Background:Prostate cancer (PCa) is characterized by high tumor heterogeneity. In 2005, the fusion between the androgen-regulated gene TMPRSS2 and members of the ETS family was discovered in prostate cancer. In particular, fusion of TMPRSS2 with ERG was found in approximately 50% of prostate cancers and considered as an early event in the onset of the disease. The prognostic value of this fusion is still contradictory. Bioinformatics showed that overexpression of SPINK1 gene in a subset of fusion-gene-negative prostate cancers was associated with a poor prognosis. In theory, overexpression of the tumor-associated trypsin inhibitor (TATI) protein encoded by SPINK1 in fusion-gene-negative tumor cells opens the way to selected treatments for genotypically different cases. However, their expression has never been assessed at the cellular level in the same tissue samples.Methods:As ERG expression has been shown to be a surrogate of fusion gene occurrence in prostate cancer, we have used double immunohistochemical staining to assess expression of ERG and TATI on a large tissue microarray comprising 4177 cases of localized prostate cancer.Results:We did not detect any co-expression of ERG and TATI in the same cancer cells, which confirms previous suggestions from in silico studies.
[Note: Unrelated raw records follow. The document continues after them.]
use clap::{Parser, Subcommand};

pub mod daemon;
pub mod error;
pub mod handler;
pub mod output;

/// snare - fetch media from the web with a bookmarklet and a downloader
#[derive(Parser, Debug)]
#[command(name = "snare")]
#[command(version, about, long_about = None)]
pub struct Cli {
    /// Override config directory path
    #[arg(long, global = true, value_name = "PATH")]
    pub config: Option<std::path::PathBuf>,

    /// Enable verbose logging (TRACE level)
    #[arg(short, long, global = true)]
    pub verbose: bool,

    /// Subcommand to execute (runs the daemon when omitted)
    #[command(subcommand)]
    pub command: Option<Commands>,
}

/// CLI commands
#[derive(Subcommand, Debug)]
pub enum Commands {
    /// Run the download daemon in the foreground
    Serve,

    /// Register a URL for download
    Fetch {
        /// URL to download
        url: String,
    },

    /// List all downloads
    List {
        /// Output as JSON
        #[arg(long)]
        json: bool,
    },

    /// Show download status
    Status {
        /// Download ID
        id: u64,

        /// Output as JSON
        #[arg(long)]
        json: bool,
    },

    /// Choose a profile and queue a download
    Start {
        /// Download ID
        id: u64,

        /// Profile name from the config (e.g. "standard video")
        profile: String,
    },

    /// Set the destination of a download, or clear it when NAME is omitted
    Dest {
        /// Download ID
        id: u64,

        /// Destination name from the config
        name: Option<String>,
    },

    /// Stop a queued or running download
    Stop {
        /// Download ID
        id: u64,
    },

    /// Check that the daemon is reachable
    Ping,

    /// Manage configuration
    Config {
        /// Configuration action
        #[command(subcommand)]
        action: ConfigAction,
    },
}

/// Configuration actions
#[derive(Subcommand, Debug)]
pub enum ConfigAction {
    /// Show all configuration
    Show {
        /// Output as JSON
        #[arg(long)]
        json: bool,
    },

    /// Print the config file location
    Path,
}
ERG was associated with Gleason score (GS), surgical margins and pathological stage, but had no prognostic value in this cohort. TATI was weakly associated with pathological stage but had no significant association with outcome.Conclusions:We here provide a morphological basis for ERG and TATI exclusivity in prostate cancer cells. Future therapies should be based on a combination of different targets in order to eradicate tumor cells with gene fusions and cells expressing other tumor-associated antigens. Further studies are needed to understand why ERG and TATI are not co-expressed in the same prostatic tumor cells.